*** Begin section ***

use thiserror::Error;

#[derive(Error, Debug)]
pub enum PlannerError {
    #[error("Store request failed: {0}")]
    HttpError(#[from] reqwest::Error),

    #[error("CSV processing error: {0}")]
    CsvError(#[from] csv::Error),

    #[error("IO error: {0}")]
    IoError(#[from] std::io::Error),

    #[error("Serialization error: {0}")]
    SerializationError(#[from] serde_json::Error),

    #[error("Configuration error: {message}")]
    ConfigError { message: String },

    #[error("Configuration error in '{field}': {message}")]
    ConfigValidationError { field: String, message: String },

    #[error("Invalid value '{value}' for '{field}': {reason}")]
    InvalidConfigValueError {
        field: String,
        value: String,
        reason: String,
    },

    #[error("Missing required configuration: {field}")]
    MissingConfigError { field: String },

    #[error("Invalid {entity} record ({field}): {reason}")]
    InvalidRecordError {
        entity: &'static str,
        field: String,
        reason: String,
    },

    #[error("Record store error: {message}")]
    StoreError { message: String },

    #[error("Query timeout: {operation} exceeded {seconds}s")]
    TimeoutError { operation: String, seconds: u64 },
}

#[derive(Debug, Clone, Copy, PartialEq, Eq)]
pub enum ErrorCategory {
    Configuration,
    Validation,
    Store,
    Io,
    Data,
}

#[derive(Debug, Clone, Copy, PartialEq, Eq, PartialOrd, Ord)]
pub enum ErrorSeverity {
    Low,
    Medium,
    High,
    Critical,
}

impl PlannerError {
    pub fn category(&self) -> ErrorCategory {
        match self {
            PlannerError::ConfigError { .. }
            | PlannerError::ConfigValidationError { .. }
            | PlannerError::InvalidConfigValueError { .. }
            | PlannerError::MissingConfigError { .. } => ErrorCategory::Configuration,
            PlannerError::InvalidRecordError { .. } => ErrorCategory::Validation,
            PlannerError::HttpError(_)
            | PlannerError::StoreError { .. }
            | PlannerError::TimeoutError { .. } => ErrorCategory::Store,
            PlannerError::IoError(_) => ErrorCategory::Io,
            PlannerError::CsvError(_) | PlannerError::SerializationError(_) => {
                ErrorCategory::Data
            }
        }
    }

    pub fn severity(&self) -> ErrorSeverity {
        match self.category() {
            // 逾時或暫時性的連線錯誤，重試即可
            ErrorCategory::Store => ErrorSeverity::Medium,
            ErrorCategory::Validation | ErrorCategory::Data => ErrorSeverity::High,
            ErrorCategory::Configuration | ErrorCategory::Io => ErrorSeverity::Critical,
        }
    }

    pub fn recovery_suggestion(&self) -> &'static str {
        match self {
            PlannerError::TimeoutError { .. } => {
                "The record store is slow to respond; retry or raise forecast.fetch_timeout_seconds"
            }
            PlannerError::HttpError(_) | PlannerError::StoreError { .. } => {
                "Check store.endpoint and store.api_key, and that the store is reachable"
            }
            PlannerError::InvalidRecordError { .. } => {
                "Fix the offending record in the dataset and run again"
            }
            PlannerError::IoError(_) => "Check that the file exists and the path is writable",
            PlannerError::CsvError(_) | PlannerError::SerializationError(_) => {
                "Check that the dataset is valid JSON matching the expected record layout"
            }
            _ => "Review the configuration file against the documented [store]/[forecast]/[output] sections",
        }
    }

    pub fn user_friendly_message(&self) -> String {
        match self.category() {
            ErrorCategory::Configuration => format!("Configuration problem: {}", self),
            ErrorCategory::Validation => format!("Invalid data: {}", self),
            ErrorCategory::Store => format!("Could not load planning data: {}", self),
            ErrorCategory::Io => format!("File access failed: {}", self),
            ErrorCategory::Data => format!("Could not read or write data: {}", self),
        }
    }
}

pub type Result<T> = std::result::Result<T, PlannerError>;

*** End section ***

• EXERCISE
Restate each entry above word for word.

• WRITTEN SOLUTION
use thiserror::Error;

#[derive(Error, Debug)]
pub enum PlannerError {
    #[error("Store request failed: {0}")]
    HttpError(#[from] reqwest::Error),

    #[error("CSV processing error: {0}")]
    CsvError(#[from] csv::Error),

    #[error("IO error: {0}")]
    IoError(#[from] std::io::Error),

    #[error("Serialization error: {0}")]
    SerializationError(#[from] serde_json::Error),

    #[error("Configuration error: {message}")]
    ConfigError { message: String },

    #[error("Configuration error in '{field}': {message}")]
    ConfigValidationError { field: String, message: String },

    #[error("Invalid value '{value}' for '{field}': {reason}")]
    InvalidConfigValueError {
        field: String,
        value: String,
        reason: String,
    },

    #[error("Missing required configuration: {field}")]
    MissingConfigError { field: String },

    #[error("Invalid {entity} record ({field}): {reason}")]
    InvalidRecordError {
        entity: &'static str,
        field: String,
        reason: String,
    },

    #[error("Record store error: {message}")]
    StoreError { message: String },

    #[error("Query timeout: {operation} exceeded {seconds}s")]
    TimeoutError { operation: String, seconds: u64 },
}

#[derive(Debug, Clone, Copy, PartialEq, Eq)]
pub enum ErrorCategory {
    Configuration,
    Validation,
    Store,
    Io,
    Data,
}

#[derive(Debug, Clone, Copy, PartialEq, Eq, PartialOrd, Ord)]
pub enum ErrorSeverity {
    Low,
    Medium,
    High,
    Critical,
}

impl PlannerError {
    pub fn category(&self) -> ErrorCategory {
        match self {
            PlannerError::ConfigError { .. }
            | PlannerError::ConfigValidationError { .. }
            | PlannerError::InvalidConfigValueError { .. }
            | PlannerError::MissingConfigError { .. } => ErrorCategory::Configuration,
            PlannerError::InvalidRecordError { .. } => ErrorCategory::Validation,
            PlannerError::HttpError(_)
            | PlannerError::StoreError { .. }
            | PlannerError::TimeoutError { .. } => ErrorCategory::Store,
            PlannerError::IoError(_) => ErrorCategory::Io,
            PlannerError::CsvError(_) | PlannerError::SerializationError(_) => {
                ErrorCategory::Data
            }
        }
    }

    pub fn severity(&self) -> ErrorSeverity {
        match self.category() {
            // 逾時或暫時性的連線錯誤，重試即可
            ErrorCategory::Store => ErrorSeverity::Medium,
            ErrorCategory::Validation | ErrorCategory::Data => ErrorSeverity::High,
            ErrorCategory::Configuration | ErrorCategory::Io => ErrorSeverity::Critical,
        }
    }

    pub fn recovery_suggestion(&self) -> &'static str {
        match self {
            PlannerError::TimeoutError { .. } => {
                "The record store is slow to respond; retry or raise forecast.fetch_timeout_seconds"
            }
            PlannerError::HttpError(_) | PlannerError::StoreError { .. } => {
                "Check store.endpoint and store.api_key, and that the store is reachable"
            }
            PlannerError::InvalidRecordError { .. } => {
                "Fix the offending record in the dataset and run again"
            }
            PlannerError::IoError(_) => "Check that the file exists and the path is writable",
            PlannerError::CsvError(_) | PlannerError::SerializationError(_) => {
                "Check that the dataset is valid JSON matching the expected record layout"
            }
            _ => "Review the configuration file against the documented [store]/[forecast]/[output] sections",
        }
    }

    pub fn user_friendly_message(&self) -> String {
        match self.category() {
            ErrorCategory::Configuration => format!("Configuration problem: {}", self),
            ErrorCategory::Validation => format!("Invalid data: {}", self),
            ErrorCategory::Store => format!("Could not load planning data: {}", self),
            ErrorCategory::Io => format!("File access failed: {}", self),
            ErrorCategory::Data => format!("Could not read or write data: {}", self),
        }
    }
}

pub type Result<T> = std::result::Result<T, PlannerError>;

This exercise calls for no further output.